| Crates.io | itransformer |
| lib.rs | itransformer |
| version | 2.0.0 |
| created_at | 2025-01-03 23:15:15.621462+00 |
| updated_at | 2026-01-10 15:31:38.996707+00 |
| description | A Rust library for the iTransformer models. |
| homepage | https://github.com/rust-dd/iTransformer |
| repository | https://github.com/rust-dd/iTransformer |
| max_upload_size | |
| id | 1503124 |
| size | 99,315 |
An iTransformer implementation in Rust using Hugging Face Candle, inspired by the lucidrains iTransformer repository, and based on the original research and implementation from Tsinghua University's iTransformer repository.
iTransformer introduces an inverted Transformer architecture designed for multivariate time series forecasting (MTSF). By reversing the conventional structure of Transformers, iTransformer achieves state-of-the-art results in handling complex multivariate time series data.
iTransformer treats each time series variate as a token, applying attention mechanisms across variates, followed by feed-forward networks and normalization layers.

iTransformer consistently outperforms other Transformer-based architectures in multivariate time series forecasting benchmarks.

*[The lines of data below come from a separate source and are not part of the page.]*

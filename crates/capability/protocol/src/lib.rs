//! # 协议接入能力模块
//!
//! 终结设备的原始字节流连接，把设备私有的二进制帧解码为统一的 [`domain::Message`]，
//! 转发到上游平台；同时把平台下发的指令编码后写回设备所在的连接。
//!
//! 新协议只需实现编解码：
//! - [`ProtocolHandler`]：无状态协议，由引擎的帧循环驱动；`split_frame` 决定字节流中的帧边界
//! - [`SessionHandler`]：有状态协议（握手、多消息类型），自行驱动连接
//!
//! ## 架构设计
//!
//! ```text
//! 设备 TCP 连接
//!       │
//!       ▼
//! TcpServer（连接上限、空闲超时、取消）
//!       │
//!       ├── frame_loop ── ProtocolHandler（SensorProtocolHandler）
//!       └── session_loop ── SessionHandler（GatewayProtocolHandler）
//!       │
//!       ▼
//! ConnectionContext
//!       │
//!       ├── DeviceDirectory（设备编号 → 平台身份）
//!       └── Platform（遥测、上下线、指令）
//! ```
//!
//! ## 连接状态
//!
//! `Accepted → IdentityPending → Active → Closing → Closed`
//!
//! 只有进入过 `Active` 的连接在关闭时发送离线通知，且只发送一次。

mod context;
mod error;
mod gateway;
mod handler;
mod registry;
mod sensor;
mod session;
mod tcp_server;
mod types;

pub use context::ConnectionContext;
pub use error::{EncodeError, EngineError, FrameError};
pub use gateway::{
    DEFAULT_HEARTBEAT_TIMEOUT, GatewayFrame, GatewayPayload, GatewayProtocolHandler,
    decode_handshake,
};
pub use handler::{FrameSplit, HandlerVariant, ProtocolHandler, SessionHandler};
pub use sensor::{SensorAction, SensorFrame, SensorProtocolHandler, xor_checksum};
pub use session::Session;
pub use tcp_server::{TcpServer, TcpServerConfig};
pub use types::*;
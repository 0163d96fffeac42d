//! 设备身份与协议描述。

use serde::{Deserialize, Serialize};

/// 平台解析出的设备身份。
#[derive(Debug, Clone, PartialEq, Serialize, Deserialize)]
pub struct DeviceIdentity {
    /// 平台设备 ID
    pub device_id: String,
    /// 设备编号（设备自报）
    pub wire_id: String,
    #[serde(default)]
    pub name: Option<String>,
    /// 平台返回的完整设备记录
    #[serde(default)]
    pub record: serde_json::Value,
}

impl DeviceIdentity {
    pub fn new(device_id: impl Into<String>, wire_id: impl Into<String>) -> Self {
        Self {
            device_id: device_id.into(),
            wire_id: wire_id.into(),
            name: None,
            record: serde_json::Value::Null,
        }
    }
}

/// 设备在线状态。
#[derive(Debug, Clone, Copy, PartialEq, Eq, Serialize, Deserialize)]
#[serde(rename_all = "snake_case")]
pub enum DeviceStatus {
    Offline,
    Online,
}

impl DeviceStatus {
    /// 平台约定的状态码：0=离线，1=在线。
    pub fn code(&self) -> u8 {
        match self {
            Self::Offline => 0,
            Self::Online => 1,
        }
    }

    pub fn as_str(&self) -> &'static str {
        match self {
            Self::Offline => "offline",
            Self::Online => "online",
        }
    }
}

/// 协议描述：进程生命周期内不可变。
#[derive(Debug, Clone, PartialEq, Eq, Serialize)]
pub struct ProtocolDescriptor {
    pub name: String,
    pub version: String,
    pub port: u16,
}

impl ProtocolDescriptor {
    pub fn new(name: impl Into<String>, version: impl Into<String>, port: u16) -> Self {
        Self {
            name: name.into(),
            version: version.into(),
            port,
        }
    }
}
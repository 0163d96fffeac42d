//! 上行设备消息（规范化后的遥测模型）。

use crate::now_epoch_ms;
use serde::Serialize;
use std::collections::BTreeMap;

/// 消息类型。
#[derive(Debug, Clone, Copy, PartialEq, Eq, Serialize)]
#[serde(rename_all = "snake_case")]
pub enum MessageKind {
    Data,
    Heartbeat,
    Status,
}

impl MessageKind {
    pub fn as_str(&self) -> &'static str {
        match self {
            Self::Data => "data",
            Self::Heartbeat => "heartbeat",
            Self::Status => "status",
        }
    }
}

/// 数据质量标记。
#[derive(Debug, Clone, Copy, PartialEq, Eq, Default, Serialize)]
#[serde(rename_all = "snake_case")]
pub enum Quality {
    #[default]
    Good,
    Bad,
}

/// 标量值。
#[derive(Debug, Clone, PartialEq, Serialize)]
#[serde(untagged)]
pub enum ScalarValue {
    I64(i64),
    F64(f64),
    Bool(bool),
    String(String),
}

impl ScalarValue {
    /// 数值类型转换为 f64，非数值返回 None。
    pub fn as_f64(&self) -> Option<f64> {
        match self {
            Self::I64(value) => Some(*value as f64),
            Self::F64(value) => Some(*value),
            Self::Bool(_) | Self::String(_) => None,
        }
    }

    pub fn as_i64(&self) -> Option<i64> {
        match self {
            Self::I64(value) => Some(*value),
            _ => None,
        }
    }
}

impl From<i64> for ScalarValue {
    fn from(value: i64) -> Self {
        Self::I64(value)
    }
}

impl From<u8> for ScalarValue {
    fn from(value: u8) -> Self {
        Self::I64(i64::from(value))
    }
}

impl From<f64> for ScalarValue {
    fn from(value: f64) -> Self {
        Self::F64(value)
    }
}

impl From<bool> for ScalarValue {
    fn from(value: bool) -> Self {
        Self::Bool(value)
    }
}

impl From<String> for ScalarValue {
    fn from(value: String) -> Self {
        Self::String(value)
    }
}

impl From<&str> for ScalarValue {
    fn from(value: &str) -> Self {
        Self::String(value.to_string())
    }
}

/// 规范化后的设备消息。
///
/// - `wire_id`：设备编号，由编解码器从报文中提取
/// - `device_id`：平台分配的设备 ID，解析前为空
///
/// 交付上游前两者都必须非空，见 [`Message::is_resolved`]。
#[derive(Debug, Clone, PartialEq, Serialize)]
pub struct Message {
    pub wire_id: String,
    pub device_id: String,
    pub kind: MessageKind,
    pub timestamp_ms: i64,
    pub values: BTreeMap<String, ScalarValue>,
    pub quality: Quality,
}

impl Message {
    /// 以当前时间构造空消息。
    pub fn new(wire_id: impl Into<String>, kind: MessageKind) -> Self {
        Self {
            wire_id: wire_id.into(),
            device_id: String::new(),
            kind,
            timestamp_ms: now_epoch_ms(),
            values: BTreeMap::new(),
            quality: Quality::Good,
        }
    }

    pub fn with_value(mut self, name: impl Into<String>, value: impl Into<ScalarValue>) -> Self {
        self.values.insert(name.into(), value.into());
        self
    }

    pub fn value(&self, name: &str) -> Option<&ScalarValue> {
        self.values.get(name)
    }

    /// 设备编号与平台身份都已就绪。
    pub fn is_resolved(&self) -> bool {
        !self.wire_id.is_empty() && !self.device_id.is_empty()
    }
}
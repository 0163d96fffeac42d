//! 单连接会话状态。
//!
//! 由创建它的连接任务独占，连接关闭时销毁；引擎只通过路由表持有 连接 → 设备编号 的查询关系。

use crate::types::ConnectionState;
use domain::DeviceIdentity;
use std::time::Duration;
use tokio::time::Instant;
use tokio_util::sync::CancellationToken;
use tracing::debug;

pub struct Session {
    conn_id: u64,
    peer: String,
    state: ConnectionState,
    identity: Option<DeviceIdentity>,
    created_at: Instant,
    last_activity: Instant,
    cancel: CancellationToken,
}

impl Session {
    pub(crate) fn new(conn_id: u64, peer: String, cancel: CancellationToken) -> Self {
        let now = Instant::now();
        Self {
            conn_id,
            peer,
            state: ConnectionState::Accepted,
            identity: None,
            created_at: now,
            last_activity: now,
            cancel,
        }
    }

    pub fn conn_id(&self) -> u64 {
        self.conn_id
    }

    pub fn peer(&self) -> &str {
        &self.peer
    }

    pub fn state(&self) -> ConnectionState {
        self.state
    }

    /// 设备编号；握手完成前为 `None`。
    pub fn wire_id(&self) -> Option<&str> {
        self.identity.as_ref().map(|identity| identity.wire_id.as_str())
    }

    /// 平台设备 ID；握手完成前为 `None`。
    pub fn device_id(&self) -> Option<&str> {
        self.identity
            .as_ref()
            .map(|identity| identity.device_id.as_str())
    }

    pub fn identity(&self) -> Option<&DeviceIdentity> {
        self.identity.as_ref()
    }

    pub fn age(&self) -> Duration {
        self.created_at.elapsed()
    }

    pub fn idle_for(&self) -> Duration {
        self.last_activity.elapsed()
    }

    /// 会话级取消令牌（引擎停止时随之取消）。
    pub fn cancellation(&self) -> CancellationToken {
        self.cancel.clone()
    }

    pub fn is_cancelled(&self) -> bool {
        self.cancel.is_cancelled()
    }

    pub(crate) fn touch(&mut self) {
        self.last_activity = Instant::now();
    }

    pub(crate) fn bind(&mut self, identity: DeviceIdentity) {
        self.identity = Some(identity);
        self.transition(ConnectionState::Active);
    }

    pub(crate) fn transition(&mut self, next: ConnectionState) {
        if self.state == next {
            return;
        }
        debug!(
            target: "gw.engine",
            conn_id = self.conn_id,
            peer = %self.peer,
            from = self.state.as_str(),
            to = next.as_str(),
            "connection_state_changed"
        );
        self.state = next;
    }
}

#[cfg(test)]
mod tests {
    use super::*;

    #[test]
    fn bind_moves_session_to_active() {
        let mut session = Session::new(7, "127.0.0.1:1".to_string(), CancellationToken::new());
        assert_eq!(session.state(), ConnectionState::Accepted);
        assert!(session.wire_id().is_none());

        session.transition(ConnectionState::IdentityPending);
        session.bind(DeviceIdentity::new("dev-1", "00000001"));
        assert_eq!(session.state(), ConnectionState::Active);
        assert_eq!(session.wire_id(), Some("00000001"));
        assert_eq!(session.device_id(), Some("dev-1"));
    }

    #[test]
    fn cancellation_is_shared() {
        let parent = CancellationToken::new();
        let session = Session::new(1, "peer".to_string(), parent.child_token());
        assert!(!session.is_cancelled());
        parent.cancel();
        assert!(session.is_cancelled());
        assert!(session.cancellation().is_cancelled());
    }
}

To get started, ensure you have Rust and Cargo installed. Then:
# Add iTransformer to your project dependencies
cargo add itransformer
For GPU acceleration:
# macOS Metal support
cargo add itransformer --features metal
# CUDA support
cargo add itransformer --features cuda
This library provides three model variants:
| Model | Description |
|---|---|
ITransformer |
Base inverted transformer for multivariate time series forecasting |
ITransformer2D |
Extended variant with granular time attention via num_time_tokens parameter |
ITransformerFFT |
Variant with additional Fourier tokens prepended to the attention sequence |
use candle_core::{Device, DType, Tensor};
use candle_nn::{VarBuilder, VarMap};
use itransformer::ITransformer;
fn main() -> candle_core::Result<()> {
let device = Device::Cpu;
let varmap = VarMap::new();
let vb = VarBuilder::from_varmap(&varmap, DType::F32, &device);
let model = ITransformer::new(
vb,
137, // num_variates
96, // lookback_len
6, // depth
256, // dim
Some(1), // num_tokens_per_variate
vec![12, 24, 36, 48], // pred_length
Some(64), // dim_head
Some(8), // heads
None, // attn_drop_p
None, // ff_mult
None, // ff_drop_p
None, // num_mem_tokens
Some(true), // use_reversible_instance_norm
None, // reversible_instance_norm_affine
false, // flash_attn
&device,
)?;
let time_series = Tensor::randn(0f32, 1f32, (2, 96, 137), &device)?;
let preds = model.forward(&time_series, None, false)?;
println!("{:?}", preds);
Ok(())
}
use candle_core::{Device, DType, Tensor};
use candle_nn::{VarBuilder, VarMap};
use itransformer::ITransformer2D;
fn main() -> candle_core::Result<()> {
let device = Device::Cpu;
let varmap = VarMap::new();
let vb = VarBuilder::from_varmap(&varmap, DType::F32, &device);
let model = ITransformer2D::new(
vb,
137, // num_variates
96, // lookback_len
4, // depth
256, // dim
8, // num_time_tokens (lookback_len must be divisible by this)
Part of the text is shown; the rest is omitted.